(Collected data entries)
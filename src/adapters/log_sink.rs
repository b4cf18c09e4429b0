//! Log-based event sink adapter.
//!
//! Implements [`EventSink`] by writing structured application events to
//! the `log` facade (the ESP-IDF logger on the board, so UART / USB-CDC).
//! Readout refreshes are also emitted as one JSON line so host tooling
//! can follow the rig state from the serial console.

use log::{debug, info, warn};

use crate::app::display::DisplaySnapshot;
use crate::app::events::AppEvent;
use crate::app::ports::EventSink;

/// Adapter that logs every [`AppEvent`] to the serial console.
#[derive(Debug, Default)]
pub struct LogEventSink;

impl LogEventSink {
    pub fn new() -> Self {
        Self
    }
}

impl EventSink for LogEventSink {
    fn emit(&mut self, event: &AppEvent) {
        match event {
            AppEvent::Started(snap) => {
                info!("START | {}", status_json(snap));
            }
            AppEvent::Pressed { code, command } => {
                info!("KEY | code=0x{:08X} command={:?}", code, command);
            }
            AppEvent::UnknownCode(code) => {
                debug!("KEY | code=0x{:08X} unmapped", code);
            }
            AppEvent::Repeated(command) => {
                debug!("KEY | repeat command={:?}", command);
            }
            AppEvent::PositionChanged(position) => {
                info!("SERVO180 | position={}", position);
            }
            AppEvent::RotationTargetChanged(target) => {
                info!("SERVO360 | target={}", target);
            }
            AppEvent::RelayChanged { relay, on, until } => match until {
                Some(until) => info!(
                    "RELAY | {:?} -> {} until={}ms",
                    relay,
                    if *on { "ON" } else { "OFF" },
                    until
                ),
                None => info!("RELAY | {:?} -> {}", relay, if *on { "ON" } else { "OFF" }),
            },
            AppEvent::RelayExtended { until } => {
                info!("RELAY | Timed extended until={}ms", until);
            }
            AppEvent::ToggleIgnored => {
                debug!("RELAY | Toggle press inside lockout, ignored");
            }
            AppEvent::DisplayRefreshed(snap) => {
                info!("STATUS | {}", status_json(snap));
            }
        }
    }
}

/// JSON rendering of a readout snapshot.
pub fn status_json(snap: &DisplaySnapshot) -> String {
    serde_json::to_string(snap).unwrap_or_else(|e| {
        warn!("STATUS | serialise failed: {}", e);
        String::new()
    })
}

Exercise
Type the data again exactly. Leave nothing out.

Result
filename src/adapters/log_sink.rs
repository b4cf18c09e4429b0
//! Log-based event sink adapter.
//!
//! Implements [`EventSink`] by writing structured application events to
//! the `log` facade (the ESP-IDF logger on the board, so UART / USB-CDC).
//! Readout refreshes are also emitted as one JSON line so host tooling
//! can follow the rig state from the serial console.

use log::{debug, info, warn};

use crate::app::display::DisplaySnapshot;
use crate::app::events::AppEvent;
use crate::app::ports::EventSink;

/// Adapter that logs every [`AppEvent`] to the serial console.
#[derive(Debug, Default)]
pub struct LogEventSink;

impl LogEventSink {
    pub fn new() -> Self {
        Self
    }
}

impl EventSink for LogEventSink {
    fn emit(&mut self, event: &AppEvent) {
        match event {
            AppEvent::Started(snap) => {
                info!("START | {}", status_json(snap));
            }
            AppEvent::Pressed { code, command } => {
                info!("KEY | code=0x{:08X} command={:?}", code, command);
            }
            AppEvent::UnknownCode(code) => {
                debug!("KEY | code=0x{:08X} unmapped", code);
            }
            AppEvent::Repeated(command) => {
                debug!("KEY | repeat command={:?}", command);
            }
            AppEvent::PositionChanged(position) => {
                info!("SERVO180 | position={}", position);
            }
            AppEvent::RotationTargetChanged(target) => {
                info!("SERVO360 | target={}", target);
            }
            AppEvent::RelayChanged { relay, on, until } => match until {
                Some(until) => info!(
                    "RELAY | {:?} -> {} until={}ms",
                    relay,
                    if *on { "ON" } else { "OFF" },
                    until
                ),
                None => info!("RELAY | {:?} -> {}", relay, if *on { "ON" } else { "OFF" }),
            },
            AppEvent::RelayExtended { until } => {
                info!("RELAY | Timed extended until={}ms", until);
            }
            AppEvent::ToggleIgnored => {
                debug!("RELAY | Toggle press inside lockout, ignored");
            }
            AppEvent::DisplayRefreshed(snap) => {
                info!("STATUS | {}", status_json(snap));
            }
        }
    }
}

/// JSON rendering of a readout snapshot.
pub fn status_json(snap: &DisplaySnapshot) -> String {
    serde_json::to_string(snap).unwrap_or_else(|e| {
        warn!("STATUS | serialise failed: {}", e);
        String::new()
    })
}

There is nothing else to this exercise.